Aim of the task:
Starting with the line containing "repository 46c983d055e82137" and going on through the line containing "pub mod remote;", return the lines of the data below exactly, and only those.

Records to process:
◆ ◆ ◆ ◆ ◆ ◆ ◆
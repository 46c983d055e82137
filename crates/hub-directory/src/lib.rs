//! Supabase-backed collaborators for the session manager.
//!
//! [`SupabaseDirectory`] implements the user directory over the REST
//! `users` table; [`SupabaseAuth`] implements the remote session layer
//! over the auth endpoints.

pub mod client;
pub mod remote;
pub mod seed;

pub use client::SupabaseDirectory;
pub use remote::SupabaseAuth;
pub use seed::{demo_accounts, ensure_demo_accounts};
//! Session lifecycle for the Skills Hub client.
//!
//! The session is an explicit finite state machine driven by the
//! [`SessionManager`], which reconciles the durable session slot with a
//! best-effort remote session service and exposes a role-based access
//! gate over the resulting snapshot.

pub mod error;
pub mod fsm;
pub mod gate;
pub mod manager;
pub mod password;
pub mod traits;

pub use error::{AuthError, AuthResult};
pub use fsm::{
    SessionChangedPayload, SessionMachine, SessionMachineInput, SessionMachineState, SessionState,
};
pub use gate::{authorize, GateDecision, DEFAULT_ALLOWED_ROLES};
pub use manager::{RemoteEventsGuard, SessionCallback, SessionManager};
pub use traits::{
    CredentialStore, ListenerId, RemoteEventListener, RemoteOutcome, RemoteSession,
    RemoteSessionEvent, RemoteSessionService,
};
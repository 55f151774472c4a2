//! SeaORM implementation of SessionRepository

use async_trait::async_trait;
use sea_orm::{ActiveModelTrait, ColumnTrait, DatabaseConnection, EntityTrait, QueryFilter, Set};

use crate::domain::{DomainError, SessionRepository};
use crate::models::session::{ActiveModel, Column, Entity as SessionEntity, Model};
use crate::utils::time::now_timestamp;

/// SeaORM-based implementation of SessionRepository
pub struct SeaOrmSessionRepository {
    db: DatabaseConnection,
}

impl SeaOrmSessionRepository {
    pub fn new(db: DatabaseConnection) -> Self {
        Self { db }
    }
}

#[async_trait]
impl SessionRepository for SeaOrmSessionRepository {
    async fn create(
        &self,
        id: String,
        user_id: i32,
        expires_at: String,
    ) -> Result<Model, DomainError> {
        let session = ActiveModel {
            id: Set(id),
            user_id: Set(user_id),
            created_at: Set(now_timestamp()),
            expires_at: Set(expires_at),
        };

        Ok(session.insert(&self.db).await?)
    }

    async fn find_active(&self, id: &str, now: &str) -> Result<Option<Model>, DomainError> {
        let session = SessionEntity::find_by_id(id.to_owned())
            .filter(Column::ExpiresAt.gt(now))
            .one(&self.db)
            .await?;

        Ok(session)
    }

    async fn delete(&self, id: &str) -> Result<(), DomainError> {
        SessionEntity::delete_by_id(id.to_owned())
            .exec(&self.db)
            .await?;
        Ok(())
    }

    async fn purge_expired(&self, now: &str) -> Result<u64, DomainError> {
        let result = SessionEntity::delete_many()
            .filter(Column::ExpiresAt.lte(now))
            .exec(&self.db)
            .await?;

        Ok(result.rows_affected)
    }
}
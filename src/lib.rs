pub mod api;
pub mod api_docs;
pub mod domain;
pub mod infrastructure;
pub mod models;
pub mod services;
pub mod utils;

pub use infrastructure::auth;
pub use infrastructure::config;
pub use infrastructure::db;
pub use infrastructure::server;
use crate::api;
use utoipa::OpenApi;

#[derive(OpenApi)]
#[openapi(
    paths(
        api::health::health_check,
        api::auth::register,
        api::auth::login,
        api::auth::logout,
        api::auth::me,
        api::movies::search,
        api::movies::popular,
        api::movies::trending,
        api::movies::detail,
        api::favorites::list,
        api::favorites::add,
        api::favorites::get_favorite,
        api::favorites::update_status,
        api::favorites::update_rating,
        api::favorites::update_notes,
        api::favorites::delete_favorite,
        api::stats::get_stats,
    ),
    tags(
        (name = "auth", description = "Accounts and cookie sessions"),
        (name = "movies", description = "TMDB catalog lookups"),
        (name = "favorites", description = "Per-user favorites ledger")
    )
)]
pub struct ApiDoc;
◆ ◆ ◆ ◆ ◆ ◆ ◆
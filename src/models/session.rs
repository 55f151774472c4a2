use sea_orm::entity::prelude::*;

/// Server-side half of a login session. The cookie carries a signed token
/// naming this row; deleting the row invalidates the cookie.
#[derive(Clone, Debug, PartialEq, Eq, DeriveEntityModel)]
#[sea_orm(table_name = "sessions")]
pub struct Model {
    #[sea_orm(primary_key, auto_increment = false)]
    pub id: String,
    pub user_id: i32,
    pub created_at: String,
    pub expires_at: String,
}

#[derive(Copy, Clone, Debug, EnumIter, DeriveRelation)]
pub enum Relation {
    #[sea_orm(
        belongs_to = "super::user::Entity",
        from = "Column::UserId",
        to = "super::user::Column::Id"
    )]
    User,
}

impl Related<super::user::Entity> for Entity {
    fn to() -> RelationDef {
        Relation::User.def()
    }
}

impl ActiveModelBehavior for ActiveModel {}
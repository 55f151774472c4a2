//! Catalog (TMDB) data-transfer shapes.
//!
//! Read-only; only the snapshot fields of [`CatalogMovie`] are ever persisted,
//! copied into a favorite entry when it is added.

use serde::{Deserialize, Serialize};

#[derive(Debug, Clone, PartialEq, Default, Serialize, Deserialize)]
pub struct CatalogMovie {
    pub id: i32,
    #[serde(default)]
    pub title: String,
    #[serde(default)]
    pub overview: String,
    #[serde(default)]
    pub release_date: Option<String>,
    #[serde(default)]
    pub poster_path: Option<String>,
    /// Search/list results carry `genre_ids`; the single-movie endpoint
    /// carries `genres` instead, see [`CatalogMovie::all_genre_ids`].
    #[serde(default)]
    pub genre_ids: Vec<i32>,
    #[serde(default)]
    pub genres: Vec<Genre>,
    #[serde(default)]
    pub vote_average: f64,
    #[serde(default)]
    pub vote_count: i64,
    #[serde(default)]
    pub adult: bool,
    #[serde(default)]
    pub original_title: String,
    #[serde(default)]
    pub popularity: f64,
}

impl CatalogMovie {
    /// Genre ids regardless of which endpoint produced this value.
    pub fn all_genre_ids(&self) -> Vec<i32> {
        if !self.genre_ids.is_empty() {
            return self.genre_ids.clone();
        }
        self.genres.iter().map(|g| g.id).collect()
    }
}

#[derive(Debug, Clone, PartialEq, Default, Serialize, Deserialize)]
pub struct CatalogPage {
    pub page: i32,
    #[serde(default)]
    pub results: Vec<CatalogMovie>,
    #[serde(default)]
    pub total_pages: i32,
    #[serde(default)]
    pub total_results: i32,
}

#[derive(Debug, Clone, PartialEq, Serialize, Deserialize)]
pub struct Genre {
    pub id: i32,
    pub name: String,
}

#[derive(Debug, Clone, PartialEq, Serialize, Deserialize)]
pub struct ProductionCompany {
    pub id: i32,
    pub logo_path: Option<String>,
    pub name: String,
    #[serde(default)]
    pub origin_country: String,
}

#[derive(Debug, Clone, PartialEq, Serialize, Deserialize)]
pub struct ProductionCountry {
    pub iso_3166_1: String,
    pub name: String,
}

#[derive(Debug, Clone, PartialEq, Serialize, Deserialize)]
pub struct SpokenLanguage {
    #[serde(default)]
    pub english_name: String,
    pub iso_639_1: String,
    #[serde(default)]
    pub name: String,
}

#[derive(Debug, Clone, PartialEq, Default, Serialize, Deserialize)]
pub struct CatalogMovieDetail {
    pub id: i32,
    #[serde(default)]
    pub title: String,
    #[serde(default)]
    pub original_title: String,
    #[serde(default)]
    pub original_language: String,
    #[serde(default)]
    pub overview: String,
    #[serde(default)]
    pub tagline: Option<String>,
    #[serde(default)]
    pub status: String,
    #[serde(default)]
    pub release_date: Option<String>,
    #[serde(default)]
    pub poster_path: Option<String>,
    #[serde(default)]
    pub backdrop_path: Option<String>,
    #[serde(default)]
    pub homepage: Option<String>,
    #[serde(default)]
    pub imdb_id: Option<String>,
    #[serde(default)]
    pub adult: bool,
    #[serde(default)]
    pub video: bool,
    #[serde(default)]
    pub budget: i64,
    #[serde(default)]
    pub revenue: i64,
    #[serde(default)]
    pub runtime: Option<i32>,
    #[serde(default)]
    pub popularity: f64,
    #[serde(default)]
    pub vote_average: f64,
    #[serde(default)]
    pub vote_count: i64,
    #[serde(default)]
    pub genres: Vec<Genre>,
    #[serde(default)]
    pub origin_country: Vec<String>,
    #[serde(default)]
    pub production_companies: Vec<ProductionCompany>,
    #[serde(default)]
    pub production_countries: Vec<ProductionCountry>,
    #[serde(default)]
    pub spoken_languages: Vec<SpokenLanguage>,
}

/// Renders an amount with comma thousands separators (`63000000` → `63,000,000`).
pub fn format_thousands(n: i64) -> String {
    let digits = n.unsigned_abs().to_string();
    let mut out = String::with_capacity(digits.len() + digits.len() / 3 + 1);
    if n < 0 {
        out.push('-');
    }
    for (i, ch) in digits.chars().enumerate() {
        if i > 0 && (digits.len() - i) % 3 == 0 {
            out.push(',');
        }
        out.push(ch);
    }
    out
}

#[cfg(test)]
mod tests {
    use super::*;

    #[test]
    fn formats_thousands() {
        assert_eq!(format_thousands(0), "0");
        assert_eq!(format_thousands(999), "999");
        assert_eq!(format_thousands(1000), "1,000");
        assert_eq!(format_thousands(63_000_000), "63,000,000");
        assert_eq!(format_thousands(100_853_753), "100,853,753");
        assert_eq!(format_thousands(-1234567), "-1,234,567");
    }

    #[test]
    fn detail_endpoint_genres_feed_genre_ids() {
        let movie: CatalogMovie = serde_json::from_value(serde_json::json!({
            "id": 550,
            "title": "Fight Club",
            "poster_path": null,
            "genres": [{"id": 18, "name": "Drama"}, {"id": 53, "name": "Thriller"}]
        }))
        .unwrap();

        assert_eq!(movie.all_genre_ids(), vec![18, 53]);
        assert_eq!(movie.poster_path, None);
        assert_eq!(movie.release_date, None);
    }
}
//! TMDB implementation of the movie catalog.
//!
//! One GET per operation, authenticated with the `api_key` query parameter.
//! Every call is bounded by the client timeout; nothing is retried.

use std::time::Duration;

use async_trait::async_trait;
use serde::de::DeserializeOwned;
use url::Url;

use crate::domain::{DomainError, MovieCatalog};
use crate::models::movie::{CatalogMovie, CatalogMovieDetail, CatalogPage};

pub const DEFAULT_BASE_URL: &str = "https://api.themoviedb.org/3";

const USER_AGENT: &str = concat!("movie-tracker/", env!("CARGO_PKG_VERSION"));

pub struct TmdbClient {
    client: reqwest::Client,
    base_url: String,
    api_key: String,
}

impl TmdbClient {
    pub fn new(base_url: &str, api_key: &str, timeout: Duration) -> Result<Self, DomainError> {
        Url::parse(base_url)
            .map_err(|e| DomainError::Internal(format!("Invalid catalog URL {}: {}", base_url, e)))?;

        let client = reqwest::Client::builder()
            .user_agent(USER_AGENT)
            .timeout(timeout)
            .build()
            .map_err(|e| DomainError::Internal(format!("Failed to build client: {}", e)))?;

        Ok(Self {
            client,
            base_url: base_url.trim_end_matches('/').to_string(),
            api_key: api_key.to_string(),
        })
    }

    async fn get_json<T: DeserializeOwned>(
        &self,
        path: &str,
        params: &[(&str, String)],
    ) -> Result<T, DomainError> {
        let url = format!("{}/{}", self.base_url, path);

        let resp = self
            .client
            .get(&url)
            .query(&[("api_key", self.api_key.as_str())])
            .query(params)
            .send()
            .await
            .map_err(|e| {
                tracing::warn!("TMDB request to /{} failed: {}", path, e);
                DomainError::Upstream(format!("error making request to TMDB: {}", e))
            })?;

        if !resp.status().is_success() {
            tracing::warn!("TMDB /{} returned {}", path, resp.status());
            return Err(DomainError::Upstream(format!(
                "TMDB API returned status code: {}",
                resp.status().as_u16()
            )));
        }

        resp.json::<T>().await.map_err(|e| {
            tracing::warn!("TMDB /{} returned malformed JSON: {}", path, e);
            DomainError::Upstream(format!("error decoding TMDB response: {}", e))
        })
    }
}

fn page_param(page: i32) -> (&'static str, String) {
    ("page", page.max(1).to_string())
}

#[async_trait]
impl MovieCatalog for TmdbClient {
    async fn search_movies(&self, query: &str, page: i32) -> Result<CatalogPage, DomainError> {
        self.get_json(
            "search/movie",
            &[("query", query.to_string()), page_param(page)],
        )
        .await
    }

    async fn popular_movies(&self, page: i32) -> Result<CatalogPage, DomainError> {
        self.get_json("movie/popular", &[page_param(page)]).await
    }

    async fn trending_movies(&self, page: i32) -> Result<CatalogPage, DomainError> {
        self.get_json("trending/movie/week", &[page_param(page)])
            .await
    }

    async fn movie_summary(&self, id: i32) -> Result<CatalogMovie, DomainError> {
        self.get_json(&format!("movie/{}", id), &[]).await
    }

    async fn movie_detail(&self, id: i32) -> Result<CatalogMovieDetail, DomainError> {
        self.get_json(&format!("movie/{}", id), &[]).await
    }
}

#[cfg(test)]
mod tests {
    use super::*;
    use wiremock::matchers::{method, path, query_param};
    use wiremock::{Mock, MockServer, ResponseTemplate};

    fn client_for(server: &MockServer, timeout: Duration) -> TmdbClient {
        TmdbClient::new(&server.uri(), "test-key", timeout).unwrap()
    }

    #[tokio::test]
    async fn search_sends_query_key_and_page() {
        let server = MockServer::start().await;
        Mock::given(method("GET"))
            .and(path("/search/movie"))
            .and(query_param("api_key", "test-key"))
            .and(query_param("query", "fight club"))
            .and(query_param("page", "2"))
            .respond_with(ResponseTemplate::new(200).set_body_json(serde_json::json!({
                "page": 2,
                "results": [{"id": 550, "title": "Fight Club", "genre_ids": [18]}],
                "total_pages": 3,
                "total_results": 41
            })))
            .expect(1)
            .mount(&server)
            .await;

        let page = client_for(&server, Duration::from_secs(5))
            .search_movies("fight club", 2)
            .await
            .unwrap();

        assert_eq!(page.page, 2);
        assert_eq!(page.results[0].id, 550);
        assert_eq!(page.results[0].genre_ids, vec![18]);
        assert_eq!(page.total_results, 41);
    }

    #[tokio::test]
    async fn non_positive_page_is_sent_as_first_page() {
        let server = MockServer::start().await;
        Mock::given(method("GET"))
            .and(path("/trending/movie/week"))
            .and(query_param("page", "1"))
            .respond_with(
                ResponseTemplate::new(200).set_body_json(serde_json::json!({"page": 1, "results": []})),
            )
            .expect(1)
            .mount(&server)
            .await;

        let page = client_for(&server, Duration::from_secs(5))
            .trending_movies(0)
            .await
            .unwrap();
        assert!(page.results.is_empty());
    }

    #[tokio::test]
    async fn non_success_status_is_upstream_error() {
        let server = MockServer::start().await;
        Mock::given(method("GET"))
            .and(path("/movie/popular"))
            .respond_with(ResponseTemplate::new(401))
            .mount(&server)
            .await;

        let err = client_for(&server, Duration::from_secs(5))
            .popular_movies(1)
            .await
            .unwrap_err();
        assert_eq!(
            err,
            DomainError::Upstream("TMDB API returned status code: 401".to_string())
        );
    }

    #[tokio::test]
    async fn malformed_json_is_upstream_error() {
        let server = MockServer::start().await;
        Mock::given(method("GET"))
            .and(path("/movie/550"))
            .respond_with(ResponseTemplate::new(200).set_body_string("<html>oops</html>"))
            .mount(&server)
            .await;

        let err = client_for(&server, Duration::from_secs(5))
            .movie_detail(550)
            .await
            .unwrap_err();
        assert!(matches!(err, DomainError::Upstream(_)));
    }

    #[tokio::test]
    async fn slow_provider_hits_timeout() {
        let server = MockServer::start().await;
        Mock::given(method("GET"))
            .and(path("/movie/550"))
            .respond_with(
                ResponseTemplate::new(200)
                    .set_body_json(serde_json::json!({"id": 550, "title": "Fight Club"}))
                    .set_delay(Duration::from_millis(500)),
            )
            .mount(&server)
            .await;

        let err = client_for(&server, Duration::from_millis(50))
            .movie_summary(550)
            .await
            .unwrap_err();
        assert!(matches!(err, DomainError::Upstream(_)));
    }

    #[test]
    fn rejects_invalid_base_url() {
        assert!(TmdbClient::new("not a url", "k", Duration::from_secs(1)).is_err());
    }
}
◆ ◆ ◆ ◆ ◆ ◆ ◆
Written reply:
repository 46c983d055e82137
filename crates/hub-directory/src/lib.rs
//! Supabase-backed collaborators for the session manager.
//!
//! [`SupabaseDirectory`] implements the user directory over the REST
//! `users` table; [`SupabaseAuth`] implements the remote session layer
//! over the auth endpoints.

pub mod client;
pub mod remote;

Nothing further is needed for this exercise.